I am truly one of the most open-minded people you will ever meet. I am not afraid to admit wrongs I commit. I truly believed I was doing the right thing by removing myself from this situation. I have never said we couldn't continue as friends, although the distance would make that difficult. I just stated continuing text/phone conversations with this woman was something I didn't think appropriate if she became involved in a relationship. I also stated this upfront. 

Yes, I have felt she has willfully hid her involvement with someone else, although she denies it. But I also believed I was doing the right thing for all parties involved. She is several states away and our romantic involvement or lack thereof has little to do with my firm belief that a man or woman in any stage of a relationship should not have private communication with an individual of the opposite sex. 

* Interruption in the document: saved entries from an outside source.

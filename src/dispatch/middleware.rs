//! Action-forwarding rule set, sitting between dispatch and the reducer.

use crate::builder::{BuildError, RuleSetBuilder};
use crate::core::{encode_call, Action};
use crate::dispatch::rule::{Outcome, RuleSet};
use serde_json::Value;
use tracing::trace;

/// The surrounding event system, as seen by a middleware.
pub trait Store {
    /// Snapshot of the current state, used for guards and predicates.
    fn state(&self) -> Value;

    /// Feed a new action back into the event system.
    fn dispatch(&self, action: Action);
}

enum Directive {
    Pass,
    Next(Action),
    Dispatch(Action),
}

/// Run-scoped context deciding what happens to the outgoing action.
///
/// Directives are applied in the order they were issued once the matched
/// rule's chain has finished. Issuing none swallows the action.
pub struct Forwarding {
    directives: Vec<Directive>,
}

impl Forwarding {
    pub(crate) fn new() -> Self {
        Self {
            directives: Vec::new(),
        }
    }

    /// Forward the current outgoing action unaltered: the incoming action,
    /// or the last one sent through `next`/`next_raw` in this run.
    pub fn pass(&mut self) -> &mut Self {
        self.directives.push(Directive::Pass);
        self
    }

    /// Forward a newly encoded call instead.
    pub fn next(&mut self, values: impl Into<Vec<Value>>) -> &mut Self {
        self.directives.push(Directive::Next(encode_call(values.into())));
        self
    }

    /// Forward an arbitrary action instead.
    pub fn next_raw(&mut self, action: impl Into<Action>) -> &mut Self {
        self.directives.push(Directive::Next(action.into()));
        self
    }

    /// Dispatch a new encoded call through the store.
    pub fn dispatch(&mut self, values: impl Into<Vec<Value>>) -> &mut Self {
        self.directives.push(Directive::Dispatch(encode_call(values.into())));
        self
    }

    pub fn dispatch_raw(&mut self, action: impl Into<Action>) -> &mut Self {
        self.directives.push(Directive::Dispatch(action.into()));
        self
    }

    pub fn len(&self) -> usize {
        self.directives.len()
    }

    pub fn is_empty(&self) -> bool {
        self.directives.is_empty()
    }
}

/// Rewrites, forwards or re-dispatches actions using first-match rules.
///
/// # Example
///
/// ```rust
/// use rulebook::dispatch::{Middleware, Store};
/// use rulebook::{call, Action, Pattern};
/// use serde_json::{json, Value};
///
/// struct Quiet;
///
/// impl Store for Quiet {
///     fn state(&self) -> Value {
///         Value::Null
///     }
///     fn dispatch(&self, _action: Action) {}
/// }
///
/// let aliases = Middleware::build(|b| {
///     Ok(b.on(("inc", Pattern::number()), |f, args| {
///         f.next(vec![json!("increment"), args[0].clone()]);
///     }))
/// })
/// .unwrap();
///
/// let mut seen = Vec::new();
/// aliases.run(&Quiet, |action| seen.push(action), call!["inc", 2]);
/// assert_eq!(seen, vec![call!["increment", 2]]);
/// ```
pub struct Middleware {
    rules: RuleSet<Forwarding>,
}

impl Middleware {
    /// Run the builder callback once and freeze the result.
    pub fn build<F>(configure: F) -> Result<Self, BuildError>
    where
        F: FnOnce(RuleSetBuilder<Forwarding>) -> Result<RuleSetBuilder<Forwarding>, BuildError>,
    {
        let (rules, _) = configure(RuleSetBuilder::new())?.finish();
        Ok(Self { rules })
    }

    pub fn rule_set(&self) -> &RuleSet<Forwarding> {
        &self.rules
    }

    /// Handle one action on its way to `next`.
    ///
    /// An action no rule (and no fallback) claims is passed to `next`
    /// unchanged. Otherwise the issued directives are applied in order.
    /// Returns what the last call to `next` returned, or `None` when the
    /// action was not forwarded.
    pub fn run<S, N, R>(&self, store: &S, mut next: N, action: Action) -> Option<R>
    where
        S: Store + ?Sized,
        N: FnMut(Action) -> R,
    {
        let state = store.state();
        let mut forwarding = Forwarding::new();
        if self.rules.apply(&mut forwarding, &action, &state) == Outcome::Unhandled {
            return Some(next(action));
        }

        trace!(directives = forwarding.len(), "applying directives");
        let mut outgoing = action;
        let mut forwarded = None;
        for directive in forwarding.directives {
            match directive {
                Directive::Pass => forwarded = Some(next(outgoing.clone())),
                Directive::Next(replacement) => {
                    outgoing = replacement;
                    forwarded = Some(next(outgoing.clone()));
                }
                Directive::Dispatch(new_action) => store.dispatch(new_action),
            }
        }
        forwarded
    }
}

/// Pass-through adapter placed in front of the event system.
///
/// Untagged arrays become encoded calls, tagged wire calls are decoded, and
/// everything else is forwarded as a plain event.
///
/// # Example
///
/// ```rust
/// use rulebook::dispatch::call_encoding_middleware;
/// use rulebook::Action;
/// use serde_json::json;
///
/// let action = call_encoding_middleware(json!(["add", 1]), |action| action);
/// assert_eq!(action, Action::Call(vec![json!("add"), json!(1)]));
/// ```
pub fn call_encoding_middleware<N, R>(event: Value, next: N) -> R
where
    N: FnOnce(Action) -> R,
{
    match event {
        Value::Array(values) => next(encode_call(values)),
        other => next(Action::from(other)),
    }
}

I am in no way jaded or heartbroken because she's not with me. Again, she's several states away and I have no desire to attempt a LDR. I have received many responses stating I've done the right thing and many that say the opposite. I guess I have to evaluate all opinions and continue on course with what I feel and believe is the right course of action.
_Posted via Mobile Device_


----------



## She'sStillGotIt (Jul 30, 2016)

marksaysay said:


> And if that is the case, I prefer not to engage in our normal conversations so as to not cause any distractions in her relationship.

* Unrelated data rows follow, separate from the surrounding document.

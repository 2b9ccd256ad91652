//! Running rule sets against incoming actions.
//!
//! A run selects the first rule whose state guard and pattern match, then
//! executes the before hooks, the rule's handler and the after hooks against a
//! context created for that run alone:
//!
//! - [`Handler`] hands out [`Mutations`] and folds them into the next state
//! - [`Middleware`] hands out [`Forwarding`] and decides the outgoing action
//!
//! Because each run owns its context, built handlers and middleware hold no
//! mutable state and may be shared between threads.

mod handler;
mod middleware;
mod mutations;
mod rule;

pub use handler::Handler;
pub use middleware::{call_encoding_middleware, Forwarding, Middleware, Store};
pub use mutations::{DispatchError, Mutations};
pub use rule::{HandlerFn, HookFn, Outcome, Rule, RuleSet};
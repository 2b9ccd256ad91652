//! Macros for ergonomic action construction.

/// Encode a call from heterogeneous values.
///
/// Each argument is an expression converted with `serde_json::json!`, so
/// anything serializable may be passed.
///
/// # Example
///
/// ```
/// use rulebook::{call, Action};
/// use serde_json::json;
///
/// let action = call!["todo", "add", json!({ "title": "write docs" })];
/// assert_eq!(
///     action,
///     Action::Call(vec![json!("todo"), json!("add"), json!({ "title": "write docs" })])
/// );
/// ```
#[macro_export]
macro_rules! call {
    ($($value:expr),* $(,)?) => {
        $crate::core::Action::Call(::std::vec![$(::serde_json::json!($value)),*])
    };
}
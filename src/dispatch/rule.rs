//! Rules and first-match selection.

use crate::core::{Action, Pattern};
use serde_json::Value;
use std::sync::Arc;
use tracing::{debug, trace};

/// Rule body, called with the run context and the decoded arguments.
pub type HandlerFn<C> = Arc<dyn Fn(&mut C, &[Value]) + Send + Sync>;

/// Hook run around every matched rule.
pub type HookFn<C> = Arc<dyn Fn(&mut C) + Send + Sync>;

/// One entry of a rule set.
pub struct Rule<C> {
    /// Namespace followed by the declared segments.
    pub pattern: Vec<Pattern>,
    /// Tested against the state before the pattern is looked at.
    pub state_guard: Option<Pattern>,
    pub handler: HandlerFn<C>,
}

impl<C> Rule<C> {
    /// Check if this rule fires for `action` in `state` (pure).
    pub fn can_fire(&self, action: &Action, state: &Value) -> bool {
        if let Some(guard) = &self.state_guard {
            if !guard.matches(state, state) {
                return false;
            }
        }
        action.matches(&self.pattern, state)
    }
}

impl<C> Clone for Rule<C> {
    fn clone(&self) -> Self {
        Self {
            pattern: self.pattern.clone(),
            state_guard: self.state_guard.clone(),
            handler: Arc::clone(&self.handler),
        }
    }
}

/// What a rule set did with an action.
#[derive(Clone, Copy, Debug, PartialEq, Eq)]
pub enum Outcome {
    /// The rule at this declaration index matched and ran.
    Matched(usize),
    /// Nothing matched and the fallback ran.
    Fallback,
    /// Nothing matched and there is no fallback.
    Unhandled,
}

/// Frozen, ordered rules plus hooks and fallback.
///
/// Built by [`crate::builder::RuleSetBuilder`]; never modified afterwards.
pub struct RuleSet<C> {
    pub(crate) rules: Vec<Rule<C>>,
    pub(crate) before: Vec<HookFn<C>>,
    pub(crate) after: Vec<HookFn<C>>,
    pub(crate) fallback: Option<HandlerFn<C>>,
}

impl<C> RuleSet<C> {
    pub fn rules(&self) -> &[Rule<C>] {
        &self.rules
    }

    pub fn has_fallback(&self) -> bool {
        self.fallback.is_some()
    }

    /// Index of the first rule that fires, in declaration order.
    pub fn select(&self, action: &Action, state: &Value) -> Option<usize> {
        self.rules
            .iter()
            .position(|rule| rule.can_fire(action, state))
    }

    /// Select a rule and run its chain against `ctx`.
    ///
    /// The chain is every before hook, the rule's handler, then every after
    /// hook. Hooks do not run for the fallback.
    pub fn apply(&self, ctx: &mut C, action: &Action, state: &Value) -> Outcome {
        let Some(index) = self.select(action, state) else {
            return match &self.fallback {
                Some(fallback) => {
                    debug!(event_type = ?action.event_type(), "no rule matched, running fallback");
                    fallback(ctx, &action.decode(&[]));
                    Outcome::Fallback
                }
                None => {
                    debug!(event_type = ?action.event_type(), "no rule matched");
                    Outcome::Unhandled
                }
            };
        };

        let rule = &self.rules[index];
        trace!(rule = index, "rule matched");

        for hook in &self.before {
            hook(ctx);
        }
        (rule.handler)(ctx, &action.decode(&rule.pattern));
        for hook in &self.after {
            hook(ctx);
        }

        Outcome::Matched(index)
    }
}
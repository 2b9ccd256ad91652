//! Structural matching of patterns against dynamic values.

use super::pattern::Pattern;
use serde_json::Value;

/// Test `value` against `pattern`.
///
/// Pure and read-only: neither the pattern, the value nor the state is
/// modified, so matching is safe to repeat and to run concurrently.
/// Predicates receive `(value, state)`.
///
/// # Example
///
/// ```rust
/// use rulebook::core::{matches, Pattern};
/// use serde_json::{json, Value};
///
/// assert!(matches(&Pattern::number(), &json!(3), &Value::Null));
/// assert!(matches(&Pattern::from("add"), &json!("add"), &Value::Null));
/// assert!(!matches(&Pattern::any(), &Value::Null, &Value::Null));
/// ```
pub fn matches(pattern: &Pattern, value: &Value, state: &Value) -> bool {
    match pattern {
        Pattern::Wildcard => !value.is_null(),
        Pattern::Literal(literal) => literal.equals(value),
        Pattern::Type(tag) => tag.admits(value),
        Pattern::Predicate(predicate) => predicate(value, state),
        Pattern::Shape(fields) => match value {
            // value may carry keys the pattern does not mention
            Value::Object(object) => fields.iter().all(|(key, field)| {
                object
                    .get(key)
                    .is_some_and(|actual| matches(field, actual, state))
            }),
            _ => false,
        },
        Pattern::Sequence(items) => match value {
            Value::Array(values) => {
                values.len() >= items.len()
                    && items
                        .iter()
                        .zip(values)
                        .all(|(item, actual)| matches(item, actual, state))
            }
            _ => false,
        },
        Pattern::Optional(inner) => value.is_null() || matches(inner, value, state),
        Pattern::OneOf(alternatives) => alternatives
            .iter()
            .any(|alternative| matches(alternative, value, state)),
        Pattern::ArrayOf(inner) => match value {
            Value::Array(values) => values.iter().all(|v| matches(inner, v, state)),
            _ => false,
        },
        Pattern::ObjectOf(inner) => match value {
            Value::Object(object) => object.values().all(|v| matches(inner, v, state)),
            _ => false,
        },
    }
}
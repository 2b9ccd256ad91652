//! State-reducing rule set.

use crate::builder::{BuildError, RuleSetBuilder};
use crate::core::Action;
use crate::dispatch::mutations::{DispatchError, Mutations};
use crate::dispatch::rule::{Outcome, RuleSet};
use serde_json::Value;
use tracing::trace;

/// Reduces `(state, action)` to the next state using first-match rules.
///
/// # Example
///
/// ```rust
/// use rulebook::dispatch::Handler;
/// use rulebook::{call, Pattern};
/// use serde_json::json;
///
/// let counter = Handler::build(|b| {
///     b.on("increment", |m, _| {
///         m.set_with("count", |s| json!(s["count"].as_i64().unwrap_or(0) + 1));
///     })
///     .on(("add", Pattern::number()), |m, args| {
///         let n = args[0].as_i64().unwrap_or(0);
///         m.set_with("count", move |s| json!(s["count"].as_i64().unwrap_or(0) + n));
///     })
///     .init_state(json!({ "count": 0 }))
/// })
/// .unwrap();
///
/// let state = counter.run(None, &call!["increment"]).unwrap();
/// let state = counter.run(Some(state), &call!["add", 3]).unwrap();
/// assert_eq!(state, json!({ "count": 4 }));
/// ```
pub struct Handler {
    rules: RuleSet<Mutations>,
    initial_state: Option<Value>,
}

impl Handler {
    /// Run the builder callback once and freeze the result.
    pub fn build<F>(configure: F) -> Result<Self, BuildError>
    where
        F: FnOnce(RuleSetBuilder<Mutations>) -> Result<RuleSetBuilder<Mutations>, BuildError>,
    {
        let (rules, initial_state) = configure(RuleSetBuilder::new())?.finish();
        Ok(Self {
            rules,
            initial_state,
        })
    }

    /// State used when `run` receives `None`.
    pub fn initial_state(&self) -> Option<&Value> {
        self.initial_state.as_ref()
    }

    pub fn rule_set(&self) -> &RuleSet<Mutations> {
        &self.rules
    }

    /// Compute the next state for `action`.
    ///
    /// `None` stands for "no state yet" and is replaced by the initial state,
    /// or null if none was declared. When nothing matches and there is no
    /// fallback the state is returned unchanged.
    pub fn run(&self, state: Option<Value>, action: &Action) -> Result<Value, DispatchError> {
        let state = state
            .or_else(|| self.initial_state.clone())
            .unwrap_or(Value::Null);

        let mut mutations = Mutations::new();
        if self.rules.apply(&mut mutations, action, &state) == Outcome::Unhandled {
            return Ok(state);
        }

        trace!(mutations = mutations.len(), "folding mutations");
        mutations.fold(state, action)
    }

    /// Adapt into a plain reducer function.
    pub fn into_reducer(
        self,
    ) -> impl Fn(Option<Value>, &Action) -> Result<Value, DispatchError> + Send + Sync {
        move |state: Option<Value>, action: &Action| self.run(state, action)
    }
}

LOL..that's about the LAST consideration on your mind - being mindful of not creating a problem in her relationship. Jeez.

And to compound this hopeless situation, you two live states away from each other so what's the point in even trying to be anything more than friends? I'm assuming you folks are teenagers or close to it just based on all this silly Facebook nonsense and basing her whole life on her posts. I highly doubt her new boyfriend is going to ride his bicycle to your house and threaten you, though.


----------



## Cooper (Apr 18, 2008)

I didn't read all the post but I think I get the gist of what happened. 

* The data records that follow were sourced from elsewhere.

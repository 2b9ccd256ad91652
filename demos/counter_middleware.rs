//! Counter With Middleware
//!
//! This example wires a middleware in front of a reducer.
//!
//! Key concepts:
//! - Namespaced reducer rules
//! - Middleware rewriting shorthand calls with `next`
//! - Re-dispatching follow-up actions through a `Store`
//!
//! Run with: cargo run --example counter_middleware

use rulebook::dispatch::{call_encoding_middleware, Handler, Middleware, Store};
use rulebook::{Action, Pattern};
use serde_json::{json, Value};
use std::cell::RefCell;

struct CounterStore {
    reducer: Handler,
    state: RefCell<Value>,
}

impl CounterStore {
    fn apply(&self, action: Action) {
        let next = self.reducer.run(Some(self.state.borrow().clone()), &action).unwrap();
        println!("  reduce {:<40} -> {}", serde_json::to_string(&action).unwrap(), next);
        *self.state.borrow_mut() = next;
    }
}

impl Store for CounterStore {
    fn state(&self) -> Value {
        self.state.borrow().clone()
    }

    fn dispatch(&self, action: Action) {
        self.apply(action);
    }
}

fn count(state: &Value) -> i64 {
    state["count"].as_i64().unwrap_or(0)
}

fn main() {
    println!("=== Counter With Middleware ===\n");

    let reducer = Handler::build(|b| {
        Ok(b.namespace("counter")
            .on(("add", Pattern::number()), |m, args| {
                let n = args[0].as_i64().unwrap_or(0);
                m.set_with("count", move |s| json!(count(s) + n));
            })
            .on("reset", |m, _| {
                m.set("count", 0);
            }))
    })
    .unwrap();

    let shorthand = Middleware::build(|b| {
        Ok(b
            .on("inc", |f, _| {
                f.next(vec![json!("counter"), json!("add"), json!(1)]);
            })
            .on("clear", |f, _| {
                f.pass().dispatch(vec![json!("counter"), json!("reset")]);
            }))
    })
    .unwrap();

    let store = CounterStore {
        reducer,
        state: RefCell::new(json!({ "count": 0 })),
    };

    for raw in [json!(["inc"]), json!(["inc"]), json!(["counter", "add", 5]), json!(["clear"])] {
        println!("incoming {raw}");
        call_encoding_middleware(raw, |action| {
            shorthand.run(&store, |action| store.apply(action), action)
        });
    }

    println!("\nFinal state: {}", store.state());
    println!("\n=== Example Complete ===");
}
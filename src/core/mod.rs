//! Pure matching core.
//!
//! This module contains everything that decides *whether* a rule applies:
//! - `Pattern`, the closed set of pattern shapes
//! - `matches`, the structural matcher
//! - `Action`, the incoming action and its call encoding
//!
//! Nothing in here touches state; dispatch lives in [`crate::dispatch`].

mod action;
mod matcher;
mod pattern;

pub use action::{encode_call, Action, CALL_TAG};
pub use matcher::matches;
pub use pattern::{Literal, Pattern, PredicateFn, TypeTag};
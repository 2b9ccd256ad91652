//! Conversion of rule declarations into pattern segments.

use crate::core::{Literal, Pattern, TypeTag};
use serde_json::Value;

/// Anything that can stand for the positional segments of a rule.
///
/// Single values become one segment; tuples, arrays and vectors become one
/// segment per element; `()` is the empty pattern.
///
/// ```rust
/// use rulebook::builder::IntoSegments;
/// use rulebook::Pattern;
///
/// assert_eq!(("add", Pattern::number()).into_segments().len(), 2);
/// assert_eq!("reset".into_segments().len(), 1);
/// assert!(().into_segments().is_empty());
/// ```
pub trait IntoSegments {
    fn into_segments(self) -> Vec<Pattern>;
}

impl IntoSegments for () {
    fn into_segments(self) -> Vec<Pattern> {
        Vec::new()
    }
}

macro_rules! single_segment {
    ($($ty:ty),* $(,)?) => {
        $(
            impl IntoSegments for $ty {
                fn into_segments(self) -> Vec<Pattern> {
                    vec![Pattern::from(self)]
                }
            }
        )*
    };
}

single_segment!(Pattern, Literal, TypeTag, Value, &str, String, &String, bool, f64, i32, i64, u32, u64, usize);

impl<P: Into<Pattern>> IntoSegments for Vec<P> {
    fn into_segments(self) -> Vec<Pattern> {
        self.into_iter().map(Into::into).collect()
    }
}

impl<P: Into<Pattern>, const N: usize> IntoSegments for [P; N] {
    fn into_segments(self) -> Vec<Pattern> {
        self.into_iter().map(Into::into).collect()
    }
}

macro_rules! tuple_segments {
    ($($name:ident),+) => {
        impl<$($name: Into<Pattern>),+> IntoSegments for ($($name,)+) {
            #[allow(non_snake_case)]
            fn into_segments(self) -> Vec<Pattern> {
                let ($($name,)+) = self;
                vec![$($name.into()),+]
            }
        }
    };
}

tuple_segments!(A);
tuple_segments!(A, B);
tuple_segments!(A, B, C);
tuple_segments!(A, B, C, D);
tuple_segments!(A, B, C, D, E);
tuple_segments!(A, B, C, D, E, F);
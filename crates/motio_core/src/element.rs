//! Element adapter capability and registry
//!
//! The engine never touches a concrete render target. Whatever embeds it
//! (DOM bindings, a GPU scene graph, a test double) implements
//! [`ElementAdapter`] and registers the element in an [`ElementRegistry`].

use crate::reactive::ReactiveValue;
use crate::value::Value;
use slotmap::{new_key_type, SlotMap};
use std::rc::Rc;

new_key_type! {
    pub struct ElementId;
}

/// Extent along one axis
#[derive(Clone, Copy, Debug, Default, PartialEq)]
pub struct Axis {
    pub min: f64,
    pub max: f64,
}

impl Axis {
    pub fn new(min: f64, max: f64) -> Self {
        Self { min, max }
    }

    pub fn length(&self) -> f64 {
        self.max - self.min
    }
}

/// An element's box in viewport coordinates
#[derive(Clone, Copy, Debug, Default, PartialEq)]
pub struct BoundingBox {
    pub x: Axis,
    pub y: Axis,
}

impl BoundingBox {
    pub fn new(x: Axis, y: Axis) -> Self {
        Self { x, y }
    }

    pub fn width(&self) -> f64 {
        self.x.length()
    }

    pub fn height(&self) -> f64 {
        self.y.length()
    }
}

/// What the engine needs from an animated element
pub trait ElementAdapter {
    /// Read the host's current value for `key`, e.g. a computed style
    fn read_value(&self, key: &str) -> Option<Value>;

    /// Flush pending value changes to the host synchronously
    fn render(&self);

    /// Measure the element's layout box
    fn measure_viewport_box(&self) -> BoundingBox;

    /// The element's reactive value for `key`, if one exists
    fn get_value(&self, key: &str) -> Option<ReactiveValue>;

    /// Attach a reactive value for `key`
    fn add_value(&self, key: &str, value: ReactiveValue);
}

/// Owner of every element the engine can address by id
#[derive(Default)]
pub struct ElementRegistry {
    elements: SlotMap<ElementId, Rc<dyn ElementAdapter>>,
}

impl ElementRegistry {
    pub fn new() -> Self {
        Self {
            elements: SlotMap::with_key(),
        }
    }

    pub fn insert(&mut self, element: Rc<dyn ElementAdapter>) -> ElementId {
        self.elements.insert(element)
    }

    pub fn get(&self, id: ElementId) -> Option<Rc<dyn ElementAdapter>> {
        self.elements.get(id).cloned()
    }

    pub fn remove(&mut self, id: ElementId) -> Option<Rc<dyn ElementAdapter>> {
        self.elements.remove(id)
    }

    pub fn contains(&self, id: ElementId) -> bool {
        self.elements.contains_key(id)
    }

    pub fn len(&self) -> usize {
        self.elements.len()
    }

    pub fn is_empty(&self) -> bool {
        self.elements.is_empty()
    }
}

Marksaysay I think the most important question is why do you care if she blew up on you? You told her you were ending the communication because you think she was lying to you, should she have said "Oh gee, thanks!". And if she was lying to you because she is a deceitful person why would you expect any different reaction? 

It's very possible she doesn't have a boyfriend but is simply playing the field having fun and dating. Again why would you care? And why would she need to share those details with you? 

This woman sounds like nothing more than an internet pen pal, you are not friends, your relationship was nothing more than two people being bored playing around on the internet. Sure you may have had some fun discussions, still, no reality, no chance of ever meeting, just two people playing around. You by no means have any right to demand she tell you everything going on in her life. So you pressured her on something and feel she was lying, again, so what? Gee, your fake friend internet pen pal isn't who she claims to be. Umm, is there something surprising about that? 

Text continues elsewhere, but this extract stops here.